Les troubles liés à l’alcool sont très fréquents au cours de l’évolution des troubles bipolaires. Des trajectoires cliniques des patients comorbides peuvent aujourd’hui être individualisées, par exemple celle des sujets dont les troubles liés à l’alcool précèdent les troubles bipolaires et caractérisés par un âge de début des troubles thymiques plus tardif et des scores plus élevés de dépression (S13A). Dans la perspective des soins intégrés, les premiers résultats de l’évaluation de groupes thérapeutiques de psychoéducation et de prévention de la rechute basée sur la pleine conscience pour des patients comorbides seront présentés (S13C). Les cibles thérapeutiques sont la rechute, la réactivité émotionnelle, l’anxiété, le sommeil, et les ruminations.

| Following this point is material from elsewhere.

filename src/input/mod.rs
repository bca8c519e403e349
pub mod handler;

pub use handler::handle_key;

TDAH et addictions : y penser toujours

Les Troubles Déficit de l’Attention/Hyperactivité (TDAH) sont très fréquents dans les addictions et pas seulement dans les addictions à la cocaïne. On les retrouve dans les addictions à l’alcool, aux opioïdes, dans les addictions comportementales, notamment les addictions sexuelles, aux jeux d’argent, aux jeux vidéo et à l’alimentation. Une rencontre avec l’expert fera le point sur l’importance de dépister le TDAH chez les patients consultant pour des conduites addictives, notamment en raison du risque plus élevé de rechute, de co-addictions plus sévères et de mauvaise observance (R03).

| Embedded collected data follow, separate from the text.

pub mod calendar_pane;
pub mod checklist_pane;
pub mod header;
pub mod journal_pane;
pub mod keybindings;
pub mod layout;
pub mod modal;
pub mod styles;
pub mod tasks_pane;

use crate::app::AppState;
use crate::domain::UiMode;
use calendar_pane::{campaign_month_count, render_calendar_pane};
use checklist_pane::render_checklist_pane;
use header::render_header;
use journal_pane::render_journal_pane;
use keybindings::render_keybindings;
use layout::create_layout;
use modal::{render_day_changed_modal, render_timer_modal};
use ratatui::Frame;
use tasks_pane::render_tasks_pane;

/// Main render function - draws the entire UI
pub fn render(f: &mut Frame, app: &mut AppState) {
    let size = f.size();
    let layout = create_layout(size, campaign_month_count());

    // Render keybindings bar and header
    render_keybindings(f, layout.keybindings_area);
    render_header(f, app, layout.header_area);

    // Render panes
    render_tasks_pane(f, app, layout.tasks_area);
    render_checklist_pane(f, app, layout.checklist_area);
    render_journal_pane(f, app, layout.journal_area);
    render_calendar_pane(f, app, layout.calendar_area);

    // Render day changed modal (takes precedence)
    if app.ui_mode == UiMode::DayChanged {
        render_day_changed_modal(f, app, size);
        return; // Don't render other modals
    }

    // Render countdown modal if active
    if app.ui_mode == UiMode::Timer {
        render_timer_modal(f, app, size);
    }
}
//! Error types for the choreography core.
//!
//! Almost every failure in the scene is absorbed locally with a fallback
//! (lost hand tracking, missing photos, a degenerate rig matrix). The errors
//! here cover the few operations a host can actually get wrong: feeding photo
//! content that does not decode, and addressing particles that do not exist.

use crate::particle::{ParticleId, ParticleKind};
use crate::photos::PhotoHandle;

/// Errors that can occur while ingesting photo content.
#[derive(Debug, thiserror::Error)]
pub enum PhotoError {
    /// The uploaded bytes are not a decodable image.
    #[error("Failed to decode photo: {0}")]
    Decode(#[from] image::ImageError),
    /// Failed to read the photo file from disk.
    #[error("Failed to read photo file: {0}")]
    Io(#[from] std::io::Error),
    /// The image decoded to zero pixels.
    #[error("Photo has no pixels ({width}x{height})")]
    Empty { width: u32, height: u32 },
    /// The handle does not refer to a stored photo.
    #[error("Unknown photo handle {0:?}")]
    UnknownHandle(PhotoHandle),
    /// Another PHOTO particle already shows this photo.
    #[error("Photo {handle:?} is already attached to particle {owner}")]
    AlreadyAttached { handle: PhotoHandle, owner: ParticleId },
}

/// Errors surfaced by [`Scene`](crate::Scene) operations.
#[derive(Debug, thiserror::Error)]
pub enum SceneError {
    /// Photo ingestion failed.
    #[error("Photo error: {0}")]
    Photo(#[from] PhotoError),
    /// No particle with this id is registered.
    #[error("No particle with id {0}")]
    UnknownParticle(ParticleId),
    /// Only PHOTO particles may be removed at runtime.
    #[error("Particle {id} is a {kind:?} and cannot be removed")]
    NotRemovable { id: ParticleId, kind: ParticleKind },
    /// Configuration could not be parsed.
    #[error("Invalid scene configuration: {0}")]
    Config(#[from] serde_json::Error),
}

#[cfg(test)]
mod tests {
    use super::*;

    #[test]
    fn test_error_messages() {
        let err = SceneError::UnknownParticle(ParticleId::new(7));
        assert_eq!(err.to_string(), "No particle with id #7");

        let err = SceneError::NotRemovable {
            id: ParticleId::new(3),
            kind: ParticleKind::Leaf,
        };
        assert!(err.to_string().contains("Leaf"));

        let err = PhotoError::Empty { width: 0, height: 4 };
        assert_eq!(err.to_string(), "Photo has no pixels (0x4)");

        let err = PhotoError::AlreadyAttached {
            handle: PhotoHandle::new(2),
            owner: ParticleId::new(5),
        };
        assert!(err.to_string().ends_with("particle #5"));
    }

    #[test]
    fn test_photo_error_converts_into_scene_error() {
        let err: SceneError = PhotoError::UnknownHandle(PhotoHandle::new(1)).into();
        assert!(matches!(err, SceneError::Photo(PhotoError::UnknownHandle(_))));
    }
}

Tabac et cannabis en psychiatrie :
aider les patients à gagner 10 à 25 ans d’espérance de vie

Le tabagisme est le facteur de morbidité et de mortalité prématurée le plus important chez les patients souffrant de schizophrénie, avec une espérance de vie réduite de 10 à 25 ans par le tabac. Celui-ci augmente les affections cardiovasculaires, respiratoires et les cancers de manière très importante dans cette population. D’où l’importance de connaitre les stratégies d’aide au sevrage tabagique et cannabique en psychiatrie qui seront détaillées dans un symposium (FA22) et dans un DPC (DPC1) organisés par la Société Française de Tabacologie.

Baclofène : après les controverses, quelle attitude adopter ?

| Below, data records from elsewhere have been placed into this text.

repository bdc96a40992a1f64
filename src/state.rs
//! Process-wide scene state shared by the controller and the engine.
//!
//! There is exactly one [`SharedState`] per scene. The host loop owns it,
//! the [`ModeController`](crate::ModeController) mutates it in response to
//! input, and the [`ChoreographyEngine`](crate::ChoreographyEngine) reads it
//! every frame.

use serde::{Deserialize, Serialize};

use crate::particle::ParticleId;

/// Discrete display state of the scene.
#[derive(Debug, Clone, Copy, PartialEq, Eq, Hash, Default)]
pub enum Mode {
    /// Particles sit on the tree.
    #[default]
    Assembled,
    /// Particles float on a sphere shell around the tree.
    Dispersed,
    /// One photo is enlarged in front of the viewer; the rest disperse.
    Focused,
}

impl Mode {
    /// The other layout mode. FOCUSED toggles back to ASSEMBLED.
    pub fn toggled(self) -> Mode {
        match self {
            Mode::Assembled => Mode::Dispersed,
            Mode::Dispersed | Mode::Focused => Mode::Assembled,
        }
    }
}

/// Most recent normalized directional input from the hand or pointer.
#[derive(Debug, Clone, Copy, PartialEq, Default)]
pub struct InputSignal {
    /// `false` when no hand/pointer is currently steering.
    pub detected: bool,
    /// Horizontal position in `[-1, 1]`.
    pub x: f32,
    /// Vertical position in `[-1, 1]`.
    pub y: f32,
}

impl InputSignal {
    pub fn at(x: f32, y: f32) -> Self {
        Self {
            detected: true,
            x: x.clamp(-1.0, 1.0),
            y: y.clamp(-1.0, 1.0),
        }
    }

    pub fn lost(self) -> Self {
        Self {
            detected: false,
            ..self
        }
    }
}

/// User-facing toggles from the settings surface.
#[derive(Debug, Clone, Copy, PartialEq, Eq, Serialize, Deserialize)]
#[serde(default)]
pub struct SceneOptions {
    /// Spin the tree slowly while assembled.
    pub auto_rotate: bool,
    /// Drive the mode machine from hand gestures instead of the pointer.
    pub gestures_enabled: bool,
    /// Show the ambient dust particles.
    pub ambient_visible: bool,
}

impl Default for SceneOptions {
    fn default() -> Self {
        Self {
            auto_rotate: true,
            gestures_enabled: false,
            ambient_visible: true,
        }
    }
}

/// Smoothed euler rotation of the scene rig, in radians.
#[derive(Debug, Clone, Copy, PartialEq, Default)]
pub struct GroupRotation {
    pub x: f32,
    pub y: f32,
}

/// Mode, focus target, input and options of a running scene.
#[derive(Debug, Clone, Default)]
pub struct SharedState {
    mode: Mode,
    focus_target: Option<ParticleId>,
    pub input: InputSignal,
    pub options: SceneOptions,
    pub rotation: GroupRotation,
}

impl SharedState {
    pub fn new(options: SceneOptions) -> Self {
        Self {
            options,
            ..Default::default()
        }
    }

    #[inline]
    pub fn mode(&self) -> Mode {
        self.mode
    }

    /// The focused particle. Always `None` outside FOCUSED.
    #[inline]
    pub fn focus_target(&self) -> Option<ParticleId> {
        self.focus_target
    }

    /// Switch modes. Any mode other than FOCUSED clears the focus target.
    ///
    /// Returns `true` if the mode changed.
    pub fn set_mode(&mut self, mode: Mode) -> bool {
        let changed = self.mode != mode;
        if changed {
            log::debug!("mode {:?} -> {:?}", self.mode, mode);
        }
        self.mode = mode;
        if mode != Mode::Focused {
            self.focus_target = None;
        }
        changed
    }

    /// Enter FOCUSED with the given target, which may be `None` when there
    /// is nothing to focus on.
    pub fn focus(&mut self, target: Option<ParticleId>) {
        self.set_mode(Mode::Focused);
        self.focus_target = target;
    }

    /// Whether `id` is the current focus target.
    #[inline]
    pub fn is_focus_target(&self, id: ParticleId) -> bool {
        self.focus_target == Some(id)
    }

    /// Drop `id` from the focus slot, falling back to ASSEMBLED if it was
    /// the focus target. Returns `true` if a fallback happened.
    pub fn release(&mut self, id: ParticleId) -> bool {
        if self.is_focus_target(id) {
            self.set_mode(Mode::Assembled);
            true
        } else {
            false
        }
    }
}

Un an après l’autorisation de mise sur le marché du baclofène par l’Agence Nationale de Sécurité du Médicament et des produits de santé (ANSM) dans l’indication de la réduction de la consommation d’alcool des patients alcoolodépendants, sans dépasser 80 mg/jour, la France reste le seul pays ou ce médicament est autorisé. La raison est un manque de preuves, retrouvé dans plusieurs méta-analyses d’études contrôlées et randomisées en double-aveugle, notamment celle de Bschor et al. (2018) sur 14 études, comprenant 1522 patients et celle de Minozzi et al. (2018).

Un consensus de 26 experts (Cagliari Expert Consensus Group) a souligné, entre autres, que le baclofène était un médicament de deuxième ligne pour les patients n’ayant pas répondu aux médicaments de première ligne, sauf en cas de contre-indication, par exemple en cas d’insuffisance hépatique sévère qui contre-indiquent la naltrexone et le disulfirame. Le baclofène doit être commencé à faibles doses (5mg trois fois par jour et augmenté de 5 à 10 mg tous les trois jours (Agabio et al. 2018). Un symposium fera le point sur les recommandations de Cagliari (S14B) et l’utilisation du baclofène et d’autres agonistes des récepteurs GABA-B tels que l’oxybate de sodium (S14A, S14C).